**Work item**
Gather, from the data below, each line in which the word "stored" occurs.

[Collected data]

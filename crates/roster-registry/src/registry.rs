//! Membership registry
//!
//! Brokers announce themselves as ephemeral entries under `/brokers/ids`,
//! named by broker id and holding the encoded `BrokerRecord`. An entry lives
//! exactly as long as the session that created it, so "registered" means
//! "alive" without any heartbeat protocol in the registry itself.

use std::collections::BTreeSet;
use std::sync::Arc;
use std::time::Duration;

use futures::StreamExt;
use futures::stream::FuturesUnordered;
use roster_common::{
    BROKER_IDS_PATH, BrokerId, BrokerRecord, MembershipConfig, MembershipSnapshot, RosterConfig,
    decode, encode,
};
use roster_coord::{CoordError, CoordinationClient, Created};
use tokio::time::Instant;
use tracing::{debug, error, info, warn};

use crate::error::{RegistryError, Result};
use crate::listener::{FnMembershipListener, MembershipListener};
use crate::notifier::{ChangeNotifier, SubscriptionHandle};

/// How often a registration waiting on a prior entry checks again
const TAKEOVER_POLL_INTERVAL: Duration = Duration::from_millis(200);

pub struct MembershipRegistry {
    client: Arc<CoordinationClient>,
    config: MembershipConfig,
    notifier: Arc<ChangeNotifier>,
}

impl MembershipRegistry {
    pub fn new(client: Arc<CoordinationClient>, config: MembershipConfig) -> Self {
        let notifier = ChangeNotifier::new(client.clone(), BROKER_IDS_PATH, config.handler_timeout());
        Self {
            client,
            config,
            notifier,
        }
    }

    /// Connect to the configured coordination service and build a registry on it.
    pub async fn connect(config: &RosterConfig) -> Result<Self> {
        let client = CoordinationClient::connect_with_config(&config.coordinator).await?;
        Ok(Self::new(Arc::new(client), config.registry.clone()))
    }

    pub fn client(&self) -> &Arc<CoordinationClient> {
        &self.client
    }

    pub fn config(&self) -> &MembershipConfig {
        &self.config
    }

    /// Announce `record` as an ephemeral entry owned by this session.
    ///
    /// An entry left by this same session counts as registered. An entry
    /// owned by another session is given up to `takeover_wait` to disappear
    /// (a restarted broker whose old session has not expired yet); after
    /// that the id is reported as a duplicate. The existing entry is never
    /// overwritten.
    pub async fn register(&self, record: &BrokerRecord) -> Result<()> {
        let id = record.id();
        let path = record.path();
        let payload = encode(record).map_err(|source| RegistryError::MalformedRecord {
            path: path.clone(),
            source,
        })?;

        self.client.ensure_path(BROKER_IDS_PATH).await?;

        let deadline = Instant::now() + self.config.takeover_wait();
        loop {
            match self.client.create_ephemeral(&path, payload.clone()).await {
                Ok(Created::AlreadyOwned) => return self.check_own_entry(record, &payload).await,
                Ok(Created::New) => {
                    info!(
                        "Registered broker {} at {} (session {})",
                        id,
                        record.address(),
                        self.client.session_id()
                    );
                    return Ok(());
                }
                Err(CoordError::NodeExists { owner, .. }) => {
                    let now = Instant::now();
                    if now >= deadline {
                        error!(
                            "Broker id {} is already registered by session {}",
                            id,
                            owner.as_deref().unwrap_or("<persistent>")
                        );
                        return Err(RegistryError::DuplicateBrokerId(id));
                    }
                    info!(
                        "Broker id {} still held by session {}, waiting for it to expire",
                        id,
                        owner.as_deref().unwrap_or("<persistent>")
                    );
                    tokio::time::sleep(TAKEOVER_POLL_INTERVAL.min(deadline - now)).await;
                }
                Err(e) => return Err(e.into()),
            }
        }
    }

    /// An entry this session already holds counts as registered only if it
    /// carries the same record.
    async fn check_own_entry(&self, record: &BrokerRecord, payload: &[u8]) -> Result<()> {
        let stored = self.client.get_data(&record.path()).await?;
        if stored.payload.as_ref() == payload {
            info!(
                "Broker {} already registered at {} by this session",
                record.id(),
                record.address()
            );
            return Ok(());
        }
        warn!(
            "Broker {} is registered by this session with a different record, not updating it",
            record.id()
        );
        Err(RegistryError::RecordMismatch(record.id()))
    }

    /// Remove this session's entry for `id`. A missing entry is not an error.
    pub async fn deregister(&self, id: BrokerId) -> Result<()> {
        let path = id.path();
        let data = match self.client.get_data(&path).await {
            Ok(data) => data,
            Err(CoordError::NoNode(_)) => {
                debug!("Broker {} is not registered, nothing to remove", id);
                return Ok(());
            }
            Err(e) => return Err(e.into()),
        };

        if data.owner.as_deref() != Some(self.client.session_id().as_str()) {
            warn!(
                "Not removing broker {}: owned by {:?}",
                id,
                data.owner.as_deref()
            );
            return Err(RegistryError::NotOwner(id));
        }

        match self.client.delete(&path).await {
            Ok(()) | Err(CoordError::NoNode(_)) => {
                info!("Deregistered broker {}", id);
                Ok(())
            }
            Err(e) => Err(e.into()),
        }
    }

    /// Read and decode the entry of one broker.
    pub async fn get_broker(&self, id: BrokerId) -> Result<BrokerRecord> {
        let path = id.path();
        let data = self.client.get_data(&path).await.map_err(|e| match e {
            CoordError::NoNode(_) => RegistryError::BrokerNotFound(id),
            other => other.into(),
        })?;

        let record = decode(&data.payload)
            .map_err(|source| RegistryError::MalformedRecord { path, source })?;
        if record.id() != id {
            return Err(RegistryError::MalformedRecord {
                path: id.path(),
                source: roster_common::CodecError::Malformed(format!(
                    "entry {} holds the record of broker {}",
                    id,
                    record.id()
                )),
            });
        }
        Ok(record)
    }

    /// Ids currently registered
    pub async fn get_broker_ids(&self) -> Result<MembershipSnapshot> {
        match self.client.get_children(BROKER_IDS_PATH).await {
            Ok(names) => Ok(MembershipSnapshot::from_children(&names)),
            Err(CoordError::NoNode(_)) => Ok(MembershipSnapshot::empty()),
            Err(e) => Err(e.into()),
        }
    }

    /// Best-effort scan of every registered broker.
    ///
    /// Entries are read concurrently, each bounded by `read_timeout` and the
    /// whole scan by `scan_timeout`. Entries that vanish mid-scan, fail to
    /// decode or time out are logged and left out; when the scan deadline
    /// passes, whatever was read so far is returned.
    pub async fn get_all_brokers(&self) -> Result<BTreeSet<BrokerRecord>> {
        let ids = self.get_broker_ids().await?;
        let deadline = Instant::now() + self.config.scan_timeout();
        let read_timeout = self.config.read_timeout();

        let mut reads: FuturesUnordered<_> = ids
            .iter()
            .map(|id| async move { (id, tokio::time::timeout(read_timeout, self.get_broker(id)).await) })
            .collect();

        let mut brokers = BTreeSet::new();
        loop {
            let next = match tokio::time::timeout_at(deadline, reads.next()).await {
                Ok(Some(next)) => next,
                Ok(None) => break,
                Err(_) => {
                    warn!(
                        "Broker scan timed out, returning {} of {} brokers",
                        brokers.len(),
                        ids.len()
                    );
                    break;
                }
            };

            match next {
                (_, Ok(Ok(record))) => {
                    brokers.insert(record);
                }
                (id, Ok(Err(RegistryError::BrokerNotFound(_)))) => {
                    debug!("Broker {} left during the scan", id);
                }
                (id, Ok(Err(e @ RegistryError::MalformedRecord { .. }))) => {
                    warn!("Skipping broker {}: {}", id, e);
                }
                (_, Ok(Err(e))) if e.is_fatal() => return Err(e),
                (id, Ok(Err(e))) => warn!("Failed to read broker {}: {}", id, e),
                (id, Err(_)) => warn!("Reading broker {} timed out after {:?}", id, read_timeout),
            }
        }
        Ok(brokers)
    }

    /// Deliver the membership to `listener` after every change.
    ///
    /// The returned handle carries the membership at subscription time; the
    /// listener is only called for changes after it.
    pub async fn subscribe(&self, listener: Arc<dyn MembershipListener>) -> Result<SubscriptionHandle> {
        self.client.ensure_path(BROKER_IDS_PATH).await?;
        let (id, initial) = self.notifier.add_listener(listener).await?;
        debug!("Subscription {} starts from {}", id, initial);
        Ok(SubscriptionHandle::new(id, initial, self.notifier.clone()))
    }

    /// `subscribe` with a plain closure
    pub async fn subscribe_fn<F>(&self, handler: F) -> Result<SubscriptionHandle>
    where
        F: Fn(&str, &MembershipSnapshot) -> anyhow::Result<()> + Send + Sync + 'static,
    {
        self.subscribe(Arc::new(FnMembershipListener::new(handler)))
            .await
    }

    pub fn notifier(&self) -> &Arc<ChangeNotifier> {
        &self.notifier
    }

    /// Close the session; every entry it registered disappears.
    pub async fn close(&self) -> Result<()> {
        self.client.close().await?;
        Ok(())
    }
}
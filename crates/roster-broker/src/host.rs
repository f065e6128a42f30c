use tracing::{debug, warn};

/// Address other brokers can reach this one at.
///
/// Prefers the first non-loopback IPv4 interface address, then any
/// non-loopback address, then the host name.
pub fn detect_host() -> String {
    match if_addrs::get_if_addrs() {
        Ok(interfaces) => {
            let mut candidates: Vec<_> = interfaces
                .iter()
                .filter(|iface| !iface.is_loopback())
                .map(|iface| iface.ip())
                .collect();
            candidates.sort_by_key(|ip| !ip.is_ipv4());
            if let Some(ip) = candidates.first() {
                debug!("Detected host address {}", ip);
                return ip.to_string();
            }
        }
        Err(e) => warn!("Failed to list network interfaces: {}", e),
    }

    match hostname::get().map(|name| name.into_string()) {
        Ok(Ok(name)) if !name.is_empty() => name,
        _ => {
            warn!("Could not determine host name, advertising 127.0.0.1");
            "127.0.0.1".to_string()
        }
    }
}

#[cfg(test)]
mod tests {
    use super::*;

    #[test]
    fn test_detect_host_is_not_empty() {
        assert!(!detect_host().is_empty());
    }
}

**Answer to this exercise**
        let stored = self.client.get_data(&record.path()).await?;
        if stored.payload.as_ref() == payload {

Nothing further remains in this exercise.